## Action item
What lines below include the string "encoding"? Pick them out and copy them.

Listed entries START

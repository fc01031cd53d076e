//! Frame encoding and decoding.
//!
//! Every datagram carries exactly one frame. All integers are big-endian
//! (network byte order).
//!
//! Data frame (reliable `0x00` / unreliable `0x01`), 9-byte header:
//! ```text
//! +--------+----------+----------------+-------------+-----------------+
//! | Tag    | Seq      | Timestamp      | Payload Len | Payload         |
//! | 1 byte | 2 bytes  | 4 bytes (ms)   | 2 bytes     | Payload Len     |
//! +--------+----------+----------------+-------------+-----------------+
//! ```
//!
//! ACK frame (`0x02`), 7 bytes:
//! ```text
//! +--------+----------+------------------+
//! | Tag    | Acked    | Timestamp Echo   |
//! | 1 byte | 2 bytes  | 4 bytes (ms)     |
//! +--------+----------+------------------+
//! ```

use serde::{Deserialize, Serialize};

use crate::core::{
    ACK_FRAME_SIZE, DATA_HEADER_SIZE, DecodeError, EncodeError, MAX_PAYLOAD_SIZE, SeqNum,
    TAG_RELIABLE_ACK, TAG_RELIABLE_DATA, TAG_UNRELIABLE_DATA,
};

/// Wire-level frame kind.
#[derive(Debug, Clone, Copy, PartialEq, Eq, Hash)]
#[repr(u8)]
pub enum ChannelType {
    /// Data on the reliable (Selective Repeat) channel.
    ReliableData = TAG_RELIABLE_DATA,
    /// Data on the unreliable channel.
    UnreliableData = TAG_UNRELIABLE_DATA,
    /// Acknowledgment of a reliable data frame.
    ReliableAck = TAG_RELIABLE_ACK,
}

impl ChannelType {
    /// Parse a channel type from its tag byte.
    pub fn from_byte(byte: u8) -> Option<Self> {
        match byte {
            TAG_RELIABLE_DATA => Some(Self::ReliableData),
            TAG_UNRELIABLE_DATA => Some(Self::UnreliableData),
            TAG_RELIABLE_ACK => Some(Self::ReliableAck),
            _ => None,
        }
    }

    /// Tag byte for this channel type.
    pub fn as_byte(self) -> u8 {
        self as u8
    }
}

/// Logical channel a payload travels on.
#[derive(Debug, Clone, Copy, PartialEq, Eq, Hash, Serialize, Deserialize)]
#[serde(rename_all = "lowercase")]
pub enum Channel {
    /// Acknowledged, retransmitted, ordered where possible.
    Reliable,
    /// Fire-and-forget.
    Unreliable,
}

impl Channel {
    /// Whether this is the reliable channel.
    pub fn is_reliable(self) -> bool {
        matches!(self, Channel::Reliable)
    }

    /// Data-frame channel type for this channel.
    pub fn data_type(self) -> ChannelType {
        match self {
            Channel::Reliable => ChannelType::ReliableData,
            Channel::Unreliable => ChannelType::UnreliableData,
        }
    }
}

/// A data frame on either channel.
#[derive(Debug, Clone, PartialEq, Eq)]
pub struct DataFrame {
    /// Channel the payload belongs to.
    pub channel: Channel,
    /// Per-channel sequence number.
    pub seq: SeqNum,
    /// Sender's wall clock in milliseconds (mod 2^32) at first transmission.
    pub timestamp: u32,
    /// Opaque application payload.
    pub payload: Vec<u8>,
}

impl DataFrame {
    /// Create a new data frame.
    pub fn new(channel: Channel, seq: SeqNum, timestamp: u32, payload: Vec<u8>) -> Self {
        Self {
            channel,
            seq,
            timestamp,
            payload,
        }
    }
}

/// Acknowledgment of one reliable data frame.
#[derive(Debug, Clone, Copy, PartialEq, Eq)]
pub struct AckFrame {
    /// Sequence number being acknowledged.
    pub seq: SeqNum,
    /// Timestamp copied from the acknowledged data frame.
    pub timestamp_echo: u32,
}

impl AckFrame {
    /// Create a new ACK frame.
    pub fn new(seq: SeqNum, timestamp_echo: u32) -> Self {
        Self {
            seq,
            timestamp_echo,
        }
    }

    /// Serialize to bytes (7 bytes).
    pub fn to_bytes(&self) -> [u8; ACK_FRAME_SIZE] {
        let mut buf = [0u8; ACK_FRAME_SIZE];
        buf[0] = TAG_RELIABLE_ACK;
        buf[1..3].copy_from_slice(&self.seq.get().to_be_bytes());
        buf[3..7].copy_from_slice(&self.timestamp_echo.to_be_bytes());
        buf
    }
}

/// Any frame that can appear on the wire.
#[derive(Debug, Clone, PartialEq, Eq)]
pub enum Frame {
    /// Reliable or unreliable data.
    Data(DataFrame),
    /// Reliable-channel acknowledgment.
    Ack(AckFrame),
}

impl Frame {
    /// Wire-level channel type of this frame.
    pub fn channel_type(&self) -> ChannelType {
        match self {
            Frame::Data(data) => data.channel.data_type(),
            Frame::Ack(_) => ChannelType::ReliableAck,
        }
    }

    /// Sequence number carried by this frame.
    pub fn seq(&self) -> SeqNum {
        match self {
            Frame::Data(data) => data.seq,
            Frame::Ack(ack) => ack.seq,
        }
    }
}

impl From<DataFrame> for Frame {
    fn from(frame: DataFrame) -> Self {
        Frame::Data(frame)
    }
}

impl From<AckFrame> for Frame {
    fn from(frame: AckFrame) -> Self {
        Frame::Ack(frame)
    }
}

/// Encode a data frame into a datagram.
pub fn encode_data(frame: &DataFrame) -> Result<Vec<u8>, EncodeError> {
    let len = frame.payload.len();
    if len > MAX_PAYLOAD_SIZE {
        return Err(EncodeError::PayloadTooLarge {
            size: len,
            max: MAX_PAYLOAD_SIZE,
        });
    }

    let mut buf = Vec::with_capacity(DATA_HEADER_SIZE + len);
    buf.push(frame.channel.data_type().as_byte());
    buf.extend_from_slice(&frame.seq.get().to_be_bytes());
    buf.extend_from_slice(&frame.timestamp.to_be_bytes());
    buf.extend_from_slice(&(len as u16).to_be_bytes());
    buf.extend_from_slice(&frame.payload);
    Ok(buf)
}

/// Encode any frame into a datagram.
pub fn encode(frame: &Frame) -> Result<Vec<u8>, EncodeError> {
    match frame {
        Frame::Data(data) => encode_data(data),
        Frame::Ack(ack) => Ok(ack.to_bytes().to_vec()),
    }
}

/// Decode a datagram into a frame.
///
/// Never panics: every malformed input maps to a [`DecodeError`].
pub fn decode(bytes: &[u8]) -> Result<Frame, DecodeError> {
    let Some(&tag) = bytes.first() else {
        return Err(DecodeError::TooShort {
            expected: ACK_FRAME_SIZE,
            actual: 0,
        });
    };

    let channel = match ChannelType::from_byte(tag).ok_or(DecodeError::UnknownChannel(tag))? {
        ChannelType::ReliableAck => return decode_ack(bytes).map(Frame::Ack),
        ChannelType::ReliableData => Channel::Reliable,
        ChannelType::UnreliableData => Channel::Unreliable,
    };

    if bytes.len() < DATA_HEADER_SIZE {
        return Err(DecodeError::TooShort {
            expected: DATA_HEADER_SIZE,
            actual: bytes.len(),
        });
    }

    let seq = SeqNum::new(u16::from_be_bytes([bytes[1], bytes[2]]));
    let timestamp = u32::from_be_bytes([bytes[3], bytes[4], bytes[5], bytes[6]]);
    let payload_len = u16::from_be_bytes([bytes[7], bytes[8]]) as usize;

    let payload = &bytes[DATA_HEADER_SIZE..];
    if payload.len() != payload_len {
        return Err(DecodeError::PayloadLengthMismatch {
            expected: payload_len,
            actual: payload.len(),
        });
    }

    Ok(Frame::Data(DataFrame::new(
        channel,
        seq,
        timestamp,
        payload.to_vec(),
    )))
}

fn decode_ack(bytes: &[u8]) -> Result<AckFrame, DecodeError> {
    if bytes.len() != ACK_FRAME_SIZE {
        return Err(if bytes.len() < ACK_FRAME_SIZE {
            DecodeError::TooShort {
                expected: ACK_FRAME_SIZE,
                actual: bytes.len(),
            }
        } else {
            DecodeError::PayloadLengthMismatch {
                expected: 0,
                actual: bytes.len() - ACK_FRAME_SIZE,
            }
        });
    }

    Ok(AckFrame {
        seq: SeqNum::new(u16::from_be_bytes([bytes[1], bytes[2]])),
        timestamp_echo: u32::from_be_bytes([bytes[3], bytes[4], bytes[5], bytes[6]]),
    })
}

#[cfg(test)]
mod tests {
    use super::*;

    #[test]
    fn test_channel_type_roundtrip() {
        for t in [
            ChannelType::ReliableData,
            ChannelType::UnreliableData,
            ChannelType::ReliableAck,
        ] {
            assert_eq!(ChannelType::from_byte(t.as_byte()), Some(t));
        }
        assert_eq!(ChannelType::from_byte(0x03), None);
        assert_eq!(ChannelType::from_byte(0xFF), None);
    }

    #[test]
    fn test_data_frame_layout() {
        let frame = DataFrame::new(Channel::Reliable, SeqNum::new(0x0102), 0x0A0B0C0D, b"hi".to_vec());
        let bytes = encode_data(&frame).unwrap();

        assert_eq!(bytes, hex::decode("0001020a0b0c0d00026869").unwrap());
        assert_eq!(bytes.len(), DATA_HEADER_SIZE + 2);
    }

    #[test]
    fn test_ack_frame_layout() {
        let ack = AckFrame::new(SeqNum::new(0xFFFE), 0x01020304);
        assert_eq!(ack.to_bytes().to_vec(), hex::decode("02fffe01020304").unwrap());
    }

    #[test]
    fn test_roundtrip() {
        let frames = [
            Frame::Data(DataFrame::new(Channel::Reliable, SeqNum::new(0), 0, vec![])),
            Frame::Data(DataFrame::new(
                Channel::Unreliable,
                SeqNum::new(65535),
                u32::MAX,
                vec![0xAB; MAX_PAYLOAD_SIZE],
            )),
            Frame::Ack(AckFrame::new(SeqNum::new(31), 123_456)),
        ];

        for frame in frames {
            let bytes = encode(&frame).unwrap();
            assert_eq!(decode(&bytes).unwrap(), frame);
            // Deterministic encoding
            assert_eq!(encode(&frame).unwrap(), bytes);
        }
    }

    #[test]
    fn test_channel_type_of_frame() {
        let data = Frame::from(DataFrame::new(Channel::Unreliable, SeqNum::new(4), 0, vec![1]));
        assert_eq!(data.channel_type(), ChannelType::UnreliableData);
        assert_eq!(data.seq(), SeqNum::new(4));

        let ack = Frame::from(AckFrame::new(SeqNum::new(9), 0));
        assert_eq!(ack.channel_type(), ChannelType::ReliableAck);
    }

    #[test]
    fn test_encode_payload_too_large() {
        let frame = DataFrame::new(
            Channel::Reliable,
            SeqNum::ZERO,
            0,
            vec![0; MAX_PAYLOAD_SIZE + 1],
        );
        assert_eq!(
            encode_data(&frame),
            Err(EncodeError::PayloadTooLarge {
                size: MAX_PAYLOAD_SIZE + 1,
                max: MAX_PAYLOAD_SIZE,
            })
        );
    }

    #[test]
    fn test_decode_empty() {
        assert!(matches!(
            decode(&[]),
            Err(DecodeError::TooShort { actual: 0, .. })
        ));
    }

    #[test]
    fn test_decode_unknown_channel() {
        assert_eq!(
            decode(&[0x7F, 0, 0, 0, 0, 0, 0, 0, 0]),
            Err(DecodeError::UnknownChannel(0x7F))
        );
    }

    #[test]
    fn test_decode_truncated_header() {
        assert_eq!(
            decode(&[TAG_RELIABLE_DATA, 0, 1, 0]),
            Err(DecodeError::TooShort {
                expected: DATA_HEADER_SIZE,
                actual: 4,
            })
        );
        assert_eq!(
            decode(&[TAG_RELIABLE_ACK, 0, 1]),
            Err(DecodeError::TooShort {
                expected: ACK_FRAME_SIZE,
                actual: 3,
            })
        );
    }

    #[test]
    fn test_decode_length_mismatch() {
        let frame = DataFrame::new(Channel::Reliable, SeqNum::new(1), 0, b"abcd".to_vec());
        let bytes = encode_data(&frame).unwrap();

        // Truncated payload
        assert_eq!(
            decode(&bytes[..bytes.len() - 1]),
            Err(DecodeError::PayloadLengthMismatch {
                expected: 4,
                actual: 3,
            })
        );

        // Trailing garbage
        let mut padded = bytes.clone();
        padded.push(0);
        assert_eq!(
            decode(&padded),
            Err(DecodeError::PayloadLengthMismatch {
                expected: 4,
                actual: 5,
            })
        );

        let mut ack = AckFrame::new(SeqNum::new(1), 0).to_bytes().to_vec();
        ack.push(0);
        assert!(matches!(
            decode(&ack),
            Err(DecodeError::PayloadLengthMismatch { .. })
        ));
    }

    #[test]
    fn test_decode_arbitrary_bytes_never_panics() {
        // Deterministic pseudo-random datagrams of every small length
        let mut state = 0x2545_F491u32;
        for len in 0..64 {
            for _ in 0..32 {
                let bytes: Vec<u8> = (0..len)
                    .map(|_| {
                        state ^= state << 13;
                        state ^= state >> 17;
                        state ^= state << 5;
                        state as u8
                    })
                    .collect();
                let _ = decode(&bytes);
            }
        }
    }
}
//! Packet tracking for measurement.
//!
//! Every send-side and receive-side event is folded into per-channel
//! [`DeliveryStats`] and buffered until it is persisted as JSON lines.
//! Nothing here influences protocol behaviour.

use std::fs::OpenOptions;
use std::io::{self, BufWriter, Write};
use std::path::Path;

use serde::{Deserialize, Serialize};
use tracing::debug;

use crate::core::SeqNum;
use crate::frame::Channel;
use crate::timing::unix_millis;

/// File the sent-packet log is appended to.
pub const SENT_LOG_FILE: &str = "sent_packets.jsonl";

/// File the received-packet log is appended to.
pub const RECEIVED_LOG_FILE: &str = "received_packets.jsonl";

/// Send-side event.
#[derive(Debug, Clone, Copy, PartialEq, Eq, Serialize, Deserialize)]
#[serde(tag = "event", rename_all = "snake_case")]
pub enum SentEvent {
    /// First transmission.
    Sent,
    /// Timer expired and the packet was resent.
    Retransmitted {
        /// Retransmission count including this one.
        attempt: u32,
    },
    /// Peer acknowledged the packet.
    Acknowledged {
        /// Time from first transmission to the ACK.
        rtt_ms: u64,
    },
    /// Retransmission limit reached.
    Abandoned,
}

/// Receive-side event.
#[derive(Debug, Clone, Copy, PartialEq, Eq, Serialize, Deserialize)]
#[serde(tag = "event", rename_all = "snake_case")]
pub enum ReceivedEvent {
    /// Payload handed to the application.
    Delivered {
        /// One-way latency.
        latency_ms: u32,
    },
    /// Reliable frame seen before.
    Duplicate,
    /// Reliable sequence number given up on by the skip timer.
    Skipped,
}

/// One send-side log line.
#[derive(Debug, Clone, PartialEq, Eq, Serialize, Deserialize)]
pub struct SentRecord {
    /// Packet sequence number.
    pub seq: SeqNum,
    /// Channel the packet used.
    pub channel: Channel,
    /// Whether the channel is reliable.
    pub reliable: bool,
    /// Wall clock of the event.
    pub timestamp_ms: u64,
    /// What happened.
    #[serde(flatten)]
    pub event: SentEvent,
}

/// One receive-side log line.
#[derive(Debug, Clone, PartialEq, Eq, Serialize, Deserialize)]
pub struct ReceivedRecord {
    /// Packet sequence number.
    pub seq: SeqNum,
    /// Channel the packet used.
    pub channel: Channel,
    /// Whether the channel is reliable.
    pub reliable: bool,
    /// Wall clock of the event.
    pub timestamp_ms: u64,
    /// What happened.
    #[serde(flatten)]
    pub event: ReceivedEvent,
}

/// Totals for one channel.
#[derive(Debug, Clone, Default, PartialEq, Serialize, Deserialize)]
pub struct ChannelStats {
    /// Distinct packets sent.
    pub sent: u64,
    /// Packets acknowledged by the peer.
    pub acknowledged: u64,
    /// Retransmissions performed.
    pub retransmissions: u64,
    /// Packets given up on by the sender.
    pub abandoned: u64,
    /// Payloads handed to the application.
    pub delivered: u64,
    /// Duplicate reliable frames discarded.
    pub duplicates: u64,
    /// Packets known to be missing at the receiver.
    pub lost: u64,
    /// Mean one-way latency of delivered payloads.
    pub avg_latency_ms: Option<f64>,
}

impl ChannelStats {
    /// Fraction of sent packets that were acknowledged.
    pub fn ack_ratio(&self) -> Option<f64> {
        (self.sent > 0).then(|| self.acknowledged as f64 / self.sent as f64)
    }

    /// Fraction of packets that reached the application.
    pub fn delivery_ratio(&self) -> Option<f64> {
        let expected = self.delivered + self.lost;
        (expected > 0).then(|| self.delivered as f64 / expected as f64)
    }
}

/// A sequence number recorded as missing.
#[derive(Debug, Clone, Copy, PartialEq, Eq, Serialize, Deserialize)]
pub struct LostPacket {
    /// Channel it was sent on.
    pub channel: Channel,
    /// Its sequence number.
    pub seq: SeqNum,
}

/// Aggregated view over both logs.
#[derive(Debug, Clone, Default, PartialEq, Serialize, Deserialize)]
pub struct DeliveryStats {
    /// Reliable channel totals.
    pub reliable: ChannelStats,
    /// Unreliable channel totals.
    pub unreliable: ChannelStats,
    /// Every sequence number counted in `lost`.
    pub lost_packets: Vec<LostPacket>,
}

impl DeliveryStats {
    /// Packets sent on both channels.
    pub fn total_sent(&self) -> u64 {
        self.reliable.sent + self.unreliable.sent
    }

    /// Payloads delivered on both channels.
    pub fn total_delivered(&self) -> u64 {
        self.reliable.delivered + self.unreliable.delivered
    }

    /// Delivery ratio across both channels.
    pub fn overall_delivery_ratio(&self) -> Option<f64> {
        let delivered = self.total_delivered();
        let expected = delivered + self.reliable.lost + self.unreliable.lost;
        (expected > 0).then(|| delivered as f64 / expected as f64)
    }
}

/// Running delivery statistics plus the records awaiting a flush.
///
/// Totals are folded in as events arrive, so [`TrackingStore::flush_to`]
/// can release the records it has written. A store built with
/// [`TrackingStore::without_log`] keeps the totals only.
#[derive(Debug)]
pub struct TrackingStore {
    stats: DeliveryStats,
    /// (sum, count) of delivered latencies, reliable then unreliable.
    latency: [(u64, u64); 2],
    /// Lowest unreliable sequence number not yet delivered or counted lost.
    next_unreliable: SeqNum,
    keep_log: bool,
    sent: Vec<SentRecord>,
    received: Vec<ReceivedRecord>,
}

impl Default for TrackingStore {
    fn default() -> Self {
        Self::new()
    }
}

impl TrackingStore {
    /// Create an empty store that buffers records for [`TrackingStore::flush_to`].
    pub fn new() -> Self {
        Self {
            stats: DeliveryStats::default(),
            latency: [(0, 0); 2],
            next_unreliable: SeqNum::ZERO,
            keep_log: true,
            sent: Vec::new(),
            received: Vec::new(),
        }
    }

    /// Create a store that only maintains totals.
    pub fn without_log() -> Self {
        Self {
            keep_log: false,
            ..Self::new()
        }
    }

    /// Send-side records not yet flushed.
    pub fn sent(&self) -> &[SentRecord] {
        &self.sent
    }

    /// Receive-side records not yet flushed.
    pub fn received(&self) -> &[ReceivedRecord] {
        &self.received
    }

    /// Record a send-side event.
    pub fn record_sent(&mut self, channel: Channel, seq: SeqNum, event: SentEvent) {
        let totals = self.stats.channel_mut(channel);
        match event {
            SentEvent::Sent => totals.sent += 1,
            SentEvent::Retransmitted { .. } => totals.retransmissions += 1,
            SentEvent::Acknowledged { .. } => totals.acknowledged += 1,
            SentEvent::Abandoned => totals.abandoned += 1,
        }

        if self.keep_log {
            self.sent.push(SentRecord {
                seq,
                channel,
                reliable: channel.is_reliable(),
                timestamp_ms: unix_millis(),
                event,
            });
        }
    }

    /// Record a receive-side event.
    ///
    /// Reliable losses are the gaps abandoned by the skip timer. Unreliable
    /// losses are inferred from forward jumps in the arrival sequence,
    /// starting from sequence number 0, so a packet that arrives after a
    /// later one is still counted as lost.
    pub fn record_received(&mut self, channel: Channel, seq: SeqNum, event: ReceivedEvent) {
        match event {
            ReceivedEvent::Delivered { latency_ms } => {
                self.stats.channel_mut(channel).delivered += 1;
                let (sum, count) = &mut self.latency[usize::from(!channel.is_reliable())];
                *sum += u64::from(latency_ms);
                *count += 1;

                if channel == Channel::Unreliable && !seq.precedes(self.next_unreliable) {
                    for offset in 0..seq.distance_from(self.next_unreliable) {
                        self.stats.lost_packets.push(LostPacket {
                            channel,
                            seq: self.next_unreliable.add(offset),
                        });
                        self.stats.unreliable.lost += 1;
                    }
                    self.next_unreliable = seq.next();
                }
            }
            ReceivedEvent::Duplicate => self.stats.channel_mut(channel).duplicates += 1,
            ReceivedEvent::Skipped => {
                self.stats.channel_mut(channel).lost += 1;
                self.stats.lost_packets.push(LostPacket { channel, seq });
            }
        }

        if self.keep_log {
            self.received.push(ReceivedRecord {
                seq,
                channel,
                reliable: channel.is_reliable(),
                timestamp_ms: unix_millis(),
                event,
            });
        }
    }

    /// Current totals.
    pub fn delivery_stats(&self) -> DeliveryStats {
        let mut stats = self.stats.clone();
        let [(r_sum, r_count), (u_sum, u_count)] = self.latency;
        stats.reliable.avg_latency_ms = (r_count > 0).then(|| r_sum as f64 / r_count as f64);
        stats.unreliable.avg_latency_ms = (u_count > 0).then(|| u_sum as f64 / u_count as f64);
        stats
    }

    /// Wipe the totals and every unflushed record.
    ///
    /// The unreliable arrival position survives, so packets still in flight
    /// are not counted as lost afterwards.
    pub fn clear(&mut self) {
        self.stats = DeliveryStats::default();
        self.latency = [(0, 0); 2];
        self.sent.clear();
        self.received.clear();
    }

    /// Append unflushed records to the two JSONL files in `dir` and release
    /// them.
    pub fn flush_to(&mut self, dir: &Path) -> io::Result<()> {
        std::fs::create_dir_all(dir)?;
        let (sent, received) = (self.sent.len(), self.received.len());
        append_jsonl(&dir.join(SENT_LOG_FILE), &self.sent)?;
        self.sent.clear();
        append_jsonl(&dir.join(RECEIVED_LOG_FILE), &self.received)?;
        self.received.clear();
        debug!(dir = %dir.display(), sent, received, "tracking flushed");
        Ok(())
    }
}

Listed entries END

## Answer section
//! Frame encoding and decoding.
            // Deterministic encoding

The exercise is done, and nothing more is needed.